A peine Sheridan se présentait-il à City-Point, sur la rive droite du James-River (28 mars), qu'il recevait du général Grant l'ordre d'atteindre par un circuit l'extrême gauche de l'ennemi sur le chemin de fer du Southside, c'est-à-dire la ligne conduisant à Danville et la seule communication que possédât Lee avec le sud. Après plusieurs combats, Sheridan, assisté par le 5o corps, parvint (1er avril) à déloger l'ennemi de ses fortes positions près de Burkoville, appelées Five-Forks. La jonction entre les armées de Johnstone et de Lee était dès lors rendue impossible. Le gros de notre armée, auquel avait été joint le 24 corps, sous le général Ord, transféré de la rive nord de la rivière James, attaqua et força les lignes ennemies. Le résultat de ces succès fut l'évacuation de Petersburg et de Richmond (3 avril).

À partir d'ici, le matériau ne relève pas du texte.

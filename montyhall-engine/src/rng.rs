//! Per-thread pseudo-random generators.
//!
//! Every worker thread owns exactly one [`SmallRng`], stored in a thread-local
//! slot. Generators are never shared or sent between threads, so drawing from
//! one needs no synchronisation.

use std::cell::RefCell;
use std::sync::atomic::{AtomicU64, Ordering};
use std::time::{SystemTime, UNIX_EPOCH};

use hmac::{Hmac, Mac};
use rand::rngs::SmallRng;
use rand::{RngCore, SeedableRng};
use sha2::Sha256;

use crate::constants::{SEED_DOMAIN_CLOCK, SEED_DOMAIN_FIXED};

thread_local! {
    static GENERATOR: RefCell<Option<SmallRng>> = const { RefCell::new(None) };
}

static THREAD_ORDINAL: AtomicU64 = AtomicU64::new(0);

/// How a thread's generator is seeded on first use.
#[derive(Debug, Clone, Copy, PartialEq, Eq)]
pub enum SeedPolicy {
    /// High-resolution wall clock mixed with a process-unique thread ordinal.
    Clock,
    /// Fixed base seed mixed with the worker index.
    Fixed(u64),
}

impl SeedPolicy {
    #[must_use]
    pub const fn from_config(seed: Option<u64>) -> Self {
        match seed {
            Some(seed) => Self::Fixed(seed),
            None => Self::Clock,
        }
    }

    fn seed_for(self, worker_index: u64) -> u64 {
        match self {
            Self::Clock => {
                let nanos = SystemTime::now()
                    .duration_since(UNIX_EPOCH)
                    .unwrap_or_default()
                    .as_nanos();
                let ordinal = THREAD_ORDINAL.fetch_add(1, Ordering::Relaxed);
                derive_thread_seed(&nanos.to_le_bytes(), SEED_DOMAIN_CLOCK, ordinal)
            }
            Self::Fixed(base) => {
                derive_thread_seed(&base.to_le_bytes(), SEED_DOMAIN_FIXED, worker_index)
            }
        }
    }
}

/// Access point for the calling thread's generator.
pub struct RandomSource;

impl RandomSource {
    /// Seed the calling thread's generator, replacing any existing one.
    ///
    /// Worker pools call this from their start handler so each worker begins
    /// with its own stream.
    pub fn install(policy: SeedPolicy, worker_index: u64) {
        let seed = policy.seed_for(worker_index);
        log::trace!("worker {worker_index} seeded ({policy:?})");
        GENERATOR.with(|slot| {
            *slot.borrow_mut() = Some(SmallRng::seed_from_u64(seed));
        });
    }

    /// Drop the calling thread's generator.
    pub fn release() {
        GENERATOR.with(|slot| {
            slot.borrow_mut().take();
        });
    }

    /// Run `f` with exclusive access to the calling thread's generator,
    /// creating a clock-seeded one on first use.
    ///
    /// Must not be re-entered from inside `f`.
    pub fn with_generator<T>(f: impl FnOnce(&mut SmallRng) -> T) -> T {
        GENERATOR.with(|slot| {
            let mut slot = slot.borrow_mut();
            let rng =
                slot.get_or_insert_with(|| SmallRng::seed_from_u64(SeedPolicy::Clock.seed_for(0)));
            f(rng)
        })
    }
}

/// Generator wrapper that counts draw calls.
#[derive(Debug, Clone)]
pub struct CountingRng<R> {
    rng: R,
    draws: u64,
}

impl<R: RngCore> CountingRng<R> {
    pub const fn new(rng: R) -> Self {
        Self { rng, draws: 0 }
    }

    /// Number of draw calls performed against this stream.
    #[must_use]
    pub const fn draws(&self) -> u64 {
        self.draws
    }
}

impl<R: RngCore> RngCore for CountingRng<R> {
    fn next_u32(&mut self) -> u32 {
        self.draws = self.draws.saturating_add(1);
        self.rng.next_u32()
    }

    fn next_u64(&mut self) -> u64 {
        self.draws = self.draws.saturating_add(1);
        self.rng.next_u64()
    }

    fn fill_bytes(&mut self, dest: &mut [u8]) {
        self.draws = self.draws.saturating_add(1);
        self.rng.fill_bytes(dest);
    }

    fn try_fill_bytes(&mut self, dest: &mut [u8]) -> Result<(), rand::Error> {
        self.draws = self.draws.saturating_add(1);
        self.rng.try_fill_bytes(dest)
    }
}

fn derive_thread_seed(key: &[u8], domain_tag: &[u8], ordinal: u64) -> u64 {
    let mut mac = Hmac::<Sha256>::new_from_slice(key).expect("HMAC accepts keys of any length");
    mac.update(domain_tag);
    mac.update(&ordinal.to_le_bytes());
    let digest = mac.finalize().into_bytes();
    let mut seed_bytes = [0u8; 8];
    seed_bytes.copy_from_slice(&digest[..8]);
    u64::from_le_bytes(seed_bytes)
}
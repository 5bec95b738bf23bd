//! Running win totals across batches.
use std::ops::{Add, AddAssign};

use crate::game::GameOutcome;

/// Win counts for one strategy pair over some number of games.
#[derive(Debug, Clone, Copy, Default, PartialEq, Eq)]
pub struct BatchTally {
    pub wins_with_stay: u64,
    pub wins_with_switch: u64,
}

impl BatchTally {
    /// Count one game's outcome.
    #[must_use]
    pub fn record(self, outcome: GameOutcome) -> Self {
        Self {
            wins_with_stay: self.wins_with_stay + u64::from(outcome.won_by_staying),
            wins_with_switch: self.wins_with_switch + u64::from(outcome.won_by_switching),
        }
    }
}

impl Add for BatchTally {
    type Output = Self;

    fn add(self, rhs: Self) -> Self {
        Self {
            wins_with_stay: self.wins_with_stay + rhs.wins_with_stay,
            wins_with_switch: self.wins_with_switch + rhs.wins_with_switch,
        }
    }
}

impl AddAssign for BatchTally {
    fn add_assign(&mut self, rhs: Self) {
        *self = *self + rhs;
    }
}

/// Totals across the whole run. Only ever grows.
#[derive(Debug, Clone, Copy, Default, PartialEq, Eq)]
pub struct Aggregator {
    total_wins_with_stay: u64,
    total_wins_with_switch: u64,
    batches: u64,
}

impl Aggregator {
    #[must_use]
    pub const fn new() -> Self {
        Self {
            total_wins_with_stay: 0,
            total_wins_with_switch: 0,
            batches: 0,
        }
    }

    /// Fold one finished batch into the totals.
    pub const fn absorb(&mut self, tally: BatchTally) {
        self.total_wins_with_stay = self.total_wins_with_stay.saturating_add(tally.wins_with_stay);
        self.total_wins_with_switch = self
            .total_wins_with_switch
            .saturating_add(tally.wins_with_switch);
        self.batches += 1;
    }

    #[must_use]
    pub const fn total_wins_with_stay(&self) -> u64 {
        self.total_wins_with_stay
    }

    #[must_use]
    pub const fn total_wins_with_switch(&self) -> u64 {
        self.total_wins_with_switch
    }

    #[must_use]
    pub const fn batches(&self) -> u64 {
        self.batches
    }
}

#[cfg(test)]
mod tests {
    use super::*;

    #[test]
    fn record_counts_each_flag() {
        let tally = BatchTally::default()
            .record(GameOutcome {
                won_by_staying: true,
                won_by_switching: false,
            })
            .record(GameOutcome {
                won_by_staying: false,
                won_by_switching: true,
            })
            .record(GameOutcome::default());
        assert_eq!(
            tally,
            BatchTally {
                wins_with_stay: 1,
                wins_with_switch: 1
            }
        );
    }

    #[test]
    fn absorb_accumulates_batches() {
        let mut agg = Aggregator::new();
        agg.absorb(BatchTally {
            wins_with_stay: 3,
            wins_with_switch: 7,
        });
        agg.absorb(BatchTally {
            wins_with_stay: 2,
            wins_with_switch: 8,
        });
        assert_eq!(agg.total_wins_with_stay(), 5);
        assert_eq!(agg.total_wins_with_switch(), 15);
        assert_eq!(agg.batches(), 2);
    }

    #[test]
    fn absorb_saturates_instead_of_wrapping() {
        let mut agg = Aggregator::new();
        agg.absorb(BatchTally {
            wins_with_stay: u64::MAX,
            wins_with_switch: 0,
        });
        agg.absorb(BatchTally {
            wins_with_stay: 1,
            wins_with_switch: 0,
        });
        assert_eq!(agg.total_wins_with_stay(), u64::MAX);
    }

    #[test]
    fn tallies_add() {
        let mut a = BatchTally {
            wins_with_stay: 1,
            wins_with_switch: 2,
        };
        a += BatchTally {
            wins_with_stay: 10,
            wins_with_switch: 20,
        };
        assert_eq!(a.wins_with_stay, 11);
        assert_eq!(a.wins_with_switch, 22);
    }
}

Lee devait être naturellement embarrassé sur le choix de sa ligne de retraite. S'il ne cédait pas encore, c'était moins pour tenter de nouveau la fortune avec ses forces réduites et démoralisées que pour obtenir de meilleures conditions dans le cas d'une reddition déjà prévue. Cette situation se dessina mieux encore après l'affaire du 6 avril, lorsque Sheridan, ayant attaqué une des colonnes qui battaient en retraite, captura six généraux et fit près de 6,000 prisonniers. Les quarante-huit heures qui sufvirent amenèrent la reddition de l'armée rebelle. Une capitulation fut signée le 9 avril entre les généraux Lee et Grant. Quant au général Jonhstone, il n'avait d'autre alternative que de suivre l'exemple de Lee et de se rendre à Sherman. C'est ce qu'il fit. Déjà plusieurs corps de l'armée confédérée s'étaient débandés. La guerre avait cessé de fait, sans que le général Sherman se rendît bien compte encore de la gravité des coups que ses manœuvres habiles et hardies avaient portés à la confédération.

TOME LVII. 1865.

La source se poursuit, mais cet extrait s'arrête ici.